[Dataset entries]
┌──
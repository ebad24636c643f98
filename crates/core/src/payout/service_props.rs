//! Property-based tests for PayoutService.

use proptest::prelude::*;
use rust_decimal::Decimal;

use crate::payout::service::PayoutService;

/// Amounts up to 10_000_000 with two decimal places.
fn arb_amount() -> impl Strategy<Value = Decimal> {
    (0i64..1_000_000_000).prop_map(|cents| Decimal::new(cents, 2))
}

/// Percentages in (0, 100] with up to one decimal place.
fn arb_percentage() -> impl Strategy<Value = Decimal> {
    (1i64..=1000).prop_map(|tenths| Decimal::new(tenths, 1))
}

proptest! {
    #![proptest_config(ProptestConfig::with_cases(500))]

    /// The split is exact: staff + platform always reconstructs the
    /// requested amount, and the staff share never exceeds it.
    #[test]
    fn prop_split_conserves_amount(amount in arb_amount(), pct in arb_percentage()) {
        let split = PayoutService::compute_split(amount, pct).unwrap();
        prop_assert_eq!(split.staff_amount + split.platform_amount, amount);
        prop_assert!(split.staff_amount <= amount);
        prop_assert!(split.staff_amount >= Decimal::ZERO);
        prop_assert!(split.platform_amount >= Decimal::ZERO);
    }

    /// Rounding direction: the staff share is the floor, so it is never
    /// more than the exact proportional share.
    #[test]
    fn prop_staff_share_rounds_down(amount in arb_amount(), pct in arb_percentage()) {
        let split = PayoutService::compute_split(amount, pct).unwrap();
        let exact = amount * pct / Decimal::ONE_HUNDRED;
        prop_assert!(split.staff_amount <= exact);
        prop_assert!(exact - split.staff_amount < Decimal::ONE);
    }

    /// Percentages outside (0, 100] are always rejected.
    #[test]
    fn prop_out_of_range_percentage_rejected(amount in arb_amount(), pct in 101i64..10_000) {
        prop_assert!(PayoutService::compute_split(amount, Decimal::from(pct)).is_err());
        prop_assert!(PayoutService::compute_split(amount, Decimal::from(-pct)).is_err());
        prop_assert!(PayoutService::compute_split(amount, Decimal::ZERO).is_err());
    }
}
└──
**ABOUT THIS EXERCISE:**
Gather all lines of the records that include the word "from".

**YOUR RESPONSE:**
        prop_assert!(PayoutService::compute_split(amount, Decimal::from(pct)).is_err());
        prop_assert!(PayoutService::compute_split(amount, Decimal::from(-pct)).is_err());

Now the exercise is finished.